A Pentagon report released Friday detailed incidents in which U.S. guards at Guantanamo desecrated the Quran. Last month, Amnesty International called the detention center for alleged terrorists "the gulag of our time," a charge Defense Secretary Donald H. Rumsfeld dismissed as "reprehensible."
The chairman of the Senate Judiciary Committee, GOP Sen. Arlen Specter of Pennsylvania, plans hearings this month on the treatment of foreign terrorism suspects at the prison camp.
Biden, the top Democrat on the Senate Foreign Relations Committee, proposed that an independent commission take a look at Guantanamo and make recommendations.
"But the end result is, I think we should end up shutting it down, moving those prisoners," he told ABC's "This Week."

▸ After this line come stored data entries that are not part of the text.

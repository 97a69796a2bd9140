//! Jobs

pub mod data;
pub mod errors;
mod records;
mod repository;
pub mod service;

pub use errors::JobsServiceError;
pub use service::*;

"Those that we have reason to keep, keep. And those we don't, let go." He added, "I think more Americans are in jeopardy as a consequence of the perception that exists worldwide with its existence than if there were no Gitmo."

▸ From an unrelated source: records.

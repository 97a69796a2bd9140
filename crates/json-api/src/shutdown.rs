//! Graceful shutdown on Ctrl+C or SIGTERM.

use std::{fmt, io, time::Duration};

use salvo::server::ServerHandle;
use thiserror::Error;
use tokio::signal;
use tracing::info;

#[derive(Debug, Error)]
pub(crate) enum ShutdownSignalError {
    #[error("failed to install Ctrl+C handler: {0}")]
    CtrlC(#[source] io::Error),

    #[cfg(unix)]
    #[error("failed to install SIGTERM handler: {0}")]
    SigTerm(#[source] io::Error),
}

#[derive(Debug, Clone, Copy, PartialEq, Eq)]
enum ShutdownSignal {
    CtrlC,
    Terminate,
}

impl fmt::Display for ShutdownSignal {
    fn fmt(&self, f: &mut fmt::Formatter<'_>) -> fmt::Result {
        f.write_str(match self {
            Self::CtrlC => "ctrl_c",
            Self::Terminate => "terminate",
        })
    }
}

/// Wait for a shutdown signal, then let in-flight requests finish within `grace`.
pub(crate) async fn listen(handle: ServerHandle, grace: Duration) -> Result<(), ShutdownSignalError> {
    let received = wait_for_signal().await?;

    info!(signal = %received, grace_secs = grace.as_secs(), "shutdown.signal_received");

    handle.stop_graceful(grace);

    Ok(())
}

#[cfg(unix)]
async fn wait_for_signal() -> Result<ShutdownSignal, ShutdownSignalError> {
    let mut terminate = signal::unix::signal(signal::unix::SignalKind::terminate())
        .map_err(ShutdownSignalError::SigTerm)?;

    tokio::select! {
        result = signal::ctrl_c() => {
            result.map_err(ShutdownSignalError::CtrlC)?;

            Ok(ShutdownSignal::CtrlC)
        }
        _ = terminate.recv() => Ok(ShutdownSignal::Terminate),
    }
}

#[cfg(not(unix))]
async fn wait_for_signal() -> Result<ShutdownSignal, ShutdownSignalError> {
    signal::ctrl_c().await.map_err(ShutdownSignalError::CtrlC)?;

    Ok(ShutdownSignal::CtrlC)
}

There are about 540 detainees at Guantanamo Bay. Some have been there more than three years without being charged with a crime. Most were captured on the battlefields of Afghanistan in 2001 and 2002 and were sent to Guantanamo Bay in hope of extracting useful intelligence about the al-Qaida terrorist network.

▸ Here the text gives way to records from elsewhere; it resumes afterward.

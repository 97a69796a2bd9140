//! Persistence, services and external collaborators for the field service back office.

pub mod auth;
pub mod context;
pub mod database;
pub mod domain;
pub mod notifications;
pub mod settings;

#[cfg(test)]
mod test;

William Schulz, director of Amnesty International USA, defended the group's earlier characterization of Guantanamo Bay and other U.S. detention facilities as gulags, but acknowledged that "this is not an exact or a literal analogy."
He said there are differences, particularly in size and scope, between what goes on at U.S. prisons and those run by the former Soviet Union.
"But there are some similarities," he insisted on "Fox News Sunday." "The United States is maintaining an archipelago of prisons around the world, many of them secret prisons into which people are being literally disappeared -- held in indefinite incommunicado detention without access to lawyers or a judicial system or to their families. And in some cases, at least, we know that they are being mistreated, abused, tortured and even killed.
"And those are similar at least in character if not in size to what happened in the gulag and in many other prison systems in world history."